- Task to carry out: The data below is to be returned in full and exactly.

- Supplied records:
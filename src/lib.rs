// SPDX-License-Identifier: AGPL-3.0-or-later
//
// Copyright (C) 2026 Relational Network

//! # OTP Shop
//!
//! Core service for selling pre-registered messaging-network accounts:
//!
//! - **Provisioning** ([`provisioning`]): operators sign numbers in through
//!   an interactive phone → code → second-factor flow that produces an
//!   account row plus an on-disk credential blob.
//! - **Reservations** ([`reservations`]): buyers hold an account for a
//!   bounded time; a background sweeper returns overdue holds to stock.
//! - **OTP capture** ([`otp`]): each live reservation gets a one-shot
//!   monitor that forwards the first login code from the network's
//!   system-notification peer to the buyer.
//! - **Purchase** ([`purchase`]): settlement happens at confirmation time
//!   in a single store transaction, debit and ledger entry included.
//!
//! The chat front end and the provider protocol client are deployment
//! concerns, injected behind the [`gateway::MessagingGateway`] and
//! [`provider::Provider`] traits. Everything persistent lives in one
//! embedded redb database plus a directory of credential blobs
//! ([`storage`]).

pub mod config;
pub mod dispatch;
pub mod error;
pub mod gateway;
pub mod models;
pub mod otp;
pub mod provider;
pub mod provisioning;
pub mod purchase;
pub mod reservations;
pub mod state;
pub mod storage;

#[cfg(test)]
pub(crate) mod testkit;

pub use config::ShopConfig;
pub use error::{ShopError, ShopResult};
pub use state::ShopState;
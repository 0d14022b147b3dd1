// SPDX-License-Identifier: AGPL-3.0-or-later
//
// Copyright (C) 2026 Relational Network

//! One-shot OTP capture monitor.
//!
//! Each active reservation gets its own monitor task. The task opens a
//! provider connection under the account's credential, watches the
//! system-notification peer in both directions, and forwards the first
//! extracted code to the buyer together with the account's second-factor
//! secret if one is stored. It forwards **at most once** per invocation and
//! then exits; hitting the wall-clock deadline is normal termination, not
//! an error.
//!
//! A buyer can re-arm monitoring ("get a new code"); the registry cancels
//! the previous task for the account before starting the next one, so only
//! the most recent task can reach the buyer.

use std::collections::HashMap;
use std::path::PathBuf;
use std::sync::{Arc, Mutex};
use std::time::Duration;

use tokio::task::JoinHandle;
use tokio_util::sync::CancellationToken;
use tracing::{info, warn};

use crate::gateway::{Button, MessagingGateway, OutboundMessage};
use crate::models::PrincipalId;
use crate::otp::extract_code;
use crate::provider::Provider;
use crate::storage::ShopDatabase;

/// A per-reservation listener that forwards one login code to its buyer.
pub struct OtpMonitor {
    db: Arc<ShopDatabase>,
    provider: Arc<dyn Provider>,
    gateway: Arc<dyn MessagingGateway>,
    buyer: PrincipalId,
    account_id: u64,
    phone: String,
    credential_path: PathBuf,
    deadline: Duration,
}

impl OtpMonitor {
    #[allow(clippy::too_many_arguments)]
    pub fn new(
        db: Arc<ShopDatabase>,
        provider: Arc<dyn Provider>,
        gateway: Arc<dyn MessagingGateway>,
        buyer: PrincipalId,
        account_id: u64,
        phone: impl Into<String>,
        credential_path: PathBuf,
        deadline: Duration,
    ) -> Self {
        Self {
            db,
            provider,
            gateway,
            buyer,
            account_id,
            phone: phone.into(),
            credential_path,
            deadline,
        }
    }

    /// Run the monitor until it forwards a code, the deadline passes, or
    /// the cancellation token fires.
    pub async fn run(self, cancel: CancellationToken) {
        let mut conn = match self.provider.connect(&self.credential_path).await {
            Ok(conn) => conn,
            Err(e) => {
                warn!(
                    account_id = self.account_id,
                    error = %e,
                    "Monitor: failed to open provider connection"
                );
                return;
            }
        };

        let deadline = tokio::time::sleep(self.deadline);
        tokio::pin!(deadline);

        loop {
            tokio::select! {
                _ = &mut deadline => {
                    info!(account_id = self.account_id, "Monitor timed out without a code");
                    break;
                }
                _ = cancel.cancelled() => {
                    info!(account_id = self.account_id, "Monitor cancelled");
                    break;
                }
                message = conn.next_message() => {
                    let message = match message {
                        Ok(message) => message,
                        Err(e) => {
                            warn!(
                                account_id = self.account_id,
                                error = %e,
                                "Monitor: message stream ended"
                            );
                            break;
                        }
                    };

                    if !message.involves_system_notifications() {
                        continue;
                    }

                    match extract_code(&message.text) {
                        Some(code) => {
                            self.forward(&code).await;
                            // Single fire: stop listening after the first match
                            break;
                        }
                        None => continue,
                    }
                }
            }
        }

        conn.close().await;
    }

    /// Compose and deliver the forwarding message to the buyer.
    async fn forward(&self, code: &str) {
        let second_factor = self
            .db
            .get_account(self.account_id)
            .ok()
            .flatten()
            .and_then(|account| account.second_factor);

        let mut text = format!(
            "🔐 **OTP Received**\n\n📱 **Number:** `{}`\n🔢 **OTP Code:** `{code}`\n",
            self.phone
        );
        if let Some(password) = &second_factor {
            text.push_str(&format!("\n🔐 **2FA Password:** `{password}`\n"));
        }
        text.push_str("\nUse this code to continue login.");

        let buttons = vec![vec![
            Button::new("🔄 Get New OTP", format!("getotp_{}", self.account_id)),
            Button::new("✅ Done", format!("done_{}", self.account_id)),
        ]];

        match self
            .gateway
            .send_message(self.buyer, OutboundMessage::with_buttons(text, buttons))
            .await
        {
            Ok(()) => info!(
                account_id = self.account_id,
                buyer = %self.buyer,
                "Monitor forwarded login code"
            ),
            Err(e) => warn!(
                account_id = self.account_id,
                error = %e,
                "Monitor failed to forward login code"
            ),
        }
    }
}

// =============================================================================
// Monitor Registry
// =============================================================================

struct MonitorHandle {
    cancel: CancellationToken,
    task: JoinHandle<()>,
}

/// Tracks the active monitor per account so a re-arm supersedes cleanly.
#[derive(Default)]
pub struct MonitorRegistry {
    active: Mutex<HashMap<u64, MonitorHandle>>,
}

impl MonitorRegistry {
    pub fn new() -> Self {
        Self::default()
    }

    /// Spawn a monitor for an account, cancelling any previous one.
    pub fn start(&self, monitor: OtpMonitor) -> CancellationToken {
        let account_id = monitor.account_id;
        let cancel = CancellationToken::new();
        let task = tokio::spawn(monitor.run(cancel.clone()));

        let mut active = self.active.lock().expect("monitor registry poisoned");
        if let Some(previous) = active.insert(
            account_id,
            MonitorHandle {
                cancel: cancel.clone(),
                task,
            },
        ) {
            previous.cancel.cancel();
        }
        cancel
    }

    /// Cancel and drop the active monitor for an account, if any.
    pub fn stop(&self, account_id: u64) {
        let handle = {
            let mut active = self.active.lock().expect("monitor registry poisoned");
            active.remove(&account_id)
        };
        if let Some(handle) = handle {
            handle.cancel.cancel();
            handle.task.abort();
        }
    }

    /// Number of tracked monitor entries (superseded entries included until
    /// replaced or stopped).
    pub fn len(&self) -> usize {
        self.active.lock().expect("monitor registry poisoned").len()
    }

    pub fn is_empty(&self) -> bool {
        self.len() == 0
    }
}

- Result of this task:
filename src/lib.rs
// SPDX-License-Identifier: AGPL-3.0-or-later
//
// Copyright (C) 2026 Relational Network

//! # OTP Shop
//!
//! Core service for selling pre-registered messaging-network accounts:
//!
//! - **Provisioning** ([`provisioning`]): operators sign numbers in through
//!   an interactive phone → code → second-factor flow that produces an
//!   account row plus an on-disk credential blob.
//! - **Reservations** ([`reservations`]): buyers hold an account for a
//!   bounded time; a background sweeper returns overdue holds to stock.
//! - **OTP capture** ([`otp`]): each live reservation gets a one-shot
//!   monitor that forwards the first login code from the network's
//!   system-notification peer to the buyer.
//! - **Purchase** ([`purchase`]): settlement happens at confirmation time
//!   in a single store transaction, debit and ledger entry included.
//!
//! The chat front end and the provider protocol client are deployment
//! concerns, injected behind the [`gateway::MessagingGateway`] and
//! [`provider::Provider`] traits. Everything persistent lives in one
//! embedded redb database plus a directory of credential blobs
//! ([`storage`]).

pub mod config;
pub mod dispatch;
pub mod error;
pub mod gateway;
pub mod models;
pub mod otp;
pub mod provider;
pub mod provisioning;
pub mod purchase;
pub mod reservations;
pub mod state;
pub mod storage;

#[cfg(test)]
pub(crate) mod testkit;

pub use config::ShopConfig;
pub use error::{ShopError, ShopResult};
pub use state::ShopState;
repository 0d14022b147b3dd1
// SPDX-License-Identifier: AGPL-3.0-or-later
//
// Copyright (C) 2026 Relational Network

//! One-shot OTP capture monitor.
//!
//! Each active reservation gets its own monitor task. The task opens a
//! provider connection under the account's credential, watches the
//! system-notification peer in both directions, and forwards the first
//! extracted code to the buyer together with the account's second-factor
//! secret if one is stored. It forwards **at most once** per invocation and
//! then exits; hitting the wall-clock deadline is normal termination, not
//! an error.
//!
//! A buyer can re-arm monitoring ("get a new code"); the registry cancels
//! the previous task for the account before starting the next one, so only
//! the most recent task can reach the buyer.

use std::collections::HashMap;
use std::path::PathBuf;
use std::sync::{Arc, Mutex};
use std::time::Duration;

use tokio::task::JoinHandle;
use tokio_util::sync::CancellationToken;
use tracing::{info, warn};

use crate::gateway::{Button, MessagingGateway, OutboundMessage};
use crate::models::PrincipalId;
use crate::otp::extract_code;
use crate::provider::Provider;
use crate::storage::ShopDatabase;

/// A per-reservation listener that forwards one login code to its buyer.
pub struct OtpMonitor {
    db: Arc<ShopDatabase>,
    provider: Arc<dyn Provider>,
    gateway: Arc<dyn MessagingGateway>,
    buyer: PrincipalId,
    account_id: u64,
    phone: String,
    credential_path: PathBuf,
    deadline: Duration,
}

impl OtpMonitor {
    #[allow(clippy::too_many_arguments)]
    pub fn new(
        db: Arc<ShopDatabase>,
        provider: Arc<dyn Provider>,
        gateway: Arc<dyn MessagingGateway>,
        buyer: PrincipalId,
        account_id: u64,
        phone: impl Into<String>,
        credential_path: PathBuf,
        deadline: Duration,
    ) -> Self {
        Self {
            db,
            provider,
            gateway,
            buyer,
            account_id,
            phone: phone.into(),
            credential_path,
            deadline,
        }
    }

    /// Run the monitor until it forwards a code, the deadline passes, or
    /// the cancellation token fires.
    pub async fn run(self, cancel: CancellationToken) {
        let mut conn = match self.provider.connect(&self.credential_path).await {
            Ok(conn) => conn,
            Err(e) => {
                warn!(
                    account_id = self.account_id,
                    error = %e,
                    "Monitor: failed to open provider connection"
                );
                return;
            }
        };

        let deadline = tokio::time::sleep(self.deadline);
        tokio::pin!(deadline);

        loop {
            tokio::select! {
                _ = &mut deadline => {
                    info!(account_id = self.account_id, "Monitor timed out without a code");
                    break;
                }
                _ = cancel.cancelled() => {
                    info!(account_id = self.account_id, "Monitor cancelled");
                    break;
                }
                message = conn.next_message() => {
                    let message = match message {
                        Ok(message) => message,
                        Err(e) => {
                            warn!(
                                account_id = self.account_id,
                                error = %e,
                                "Monitor: message stream ended"
                            );
                            break;
                        }
                    };

                    if !message.involves_system_notifications() {
                        continue;
                    }

                    match extract_code(&message.text) {
                        Some(code) => {
                            self.forward(&code).await;
                            // Single fire: stop listening after the first match
                            break;
                        }
                        None => continue,
                    }
                }
            }
        }

        conn.close().await;
    }

    /// Compose and deliver the forwarding message to the buyer.
    async fn forward(&self, code: &str) {
        let second_factor = self
            .db
            .get_account(self.account_id)
            .ok()
            .flatten()
            .and_then(|account| account.second_factor);

        let mut text = format!(
            "🔐 **OTP Received**\n\n📱 **Number:** `{}`\n🔢 **OTP Code:** `{code}`\n",
            self.phone
        );
        if let Some(password) = &second_factor {
            text.push_str(&format!("\n🔐 **2FA Password:** `{password}`\n"));
        }
        text.push_str("\nUse this code to continue login.");

        let buttons = vec![vec![
            Button::new("🔄 Get New OTP", format!("getotp_{}", self.account_id)),
            Button::new("✅ Done", format!("done_{}", self.account_id)),
        ]];

        match self
            .gateway
            .send_message(self.buyer, OutboundMessage::with_buttons(text, buttons))
            .await
        {
            Ok(()) => info!(
                account_id = self.account_id,
                buyer = %self.buyer,
                "Monitor forwarded login code"
            ),
            Err(e) => warn!(
                account_id = self.account_id,
                error = %e,
                "Monitor failed to forward login code"
            ),
        }
    }
}

// =============================================================================
// Monitor Registry
// =============================================================================

struct MonitorHandle {
    cancel: CancellationToken,
    task: JoinHandle<()>,
}

/// Tracks the active monitor per account so a re-arm supersedes cleanly.
#[derive(Default)]
pub struct MonitorRegistry {
    active: Mutex<HashMap<u64, MonitorHandle>>,
}

impl MonitorRegistry {
    pub fn new() -> Self {
        Self::default()
    }

    /// Spawn a monitor for an account, cancelling any previous one.
    pub fn start(&self, monitor: OtpMonitor) -> CancellationToken {
        let account_id = monitor.account_id;
        let cancel = CancellationToken::new();
        let task = tokio::spawn(monitor.run(cancel.clone()));

        let mut active = self.active.lock().expect("monitor registry poisoned");
        if let Some(previous) = active.insert(
            account_id,
            MonitorHandle {
                cancel: cancel.clone(),
                task,
            },
        ) {
            previous.cancel.cancel();
        }
        cancel
    }

    /// Cancel and drop the active monitor for an account, if any.
    pub fn stop(&self, account_id: u64) {
        let handle = {
            let mut active = self.active.lock().expect("monitor registry poisoned");
            active.remove(&account_id)
        };
        if let Some(handle) = handle {
            handle.cancel.cancel();
            handle.task.abort();
        }
    }

    /// Number of tracked monitor entries (superseded entries included until
    /// replaced or stopped).
    pub fn len(&self) -> usize {
        self.active.lock().expect("monitor registry poisoned").len()
    }

    pub fn is_empty(&self) -> bool {
        self.len() == 0
    }
}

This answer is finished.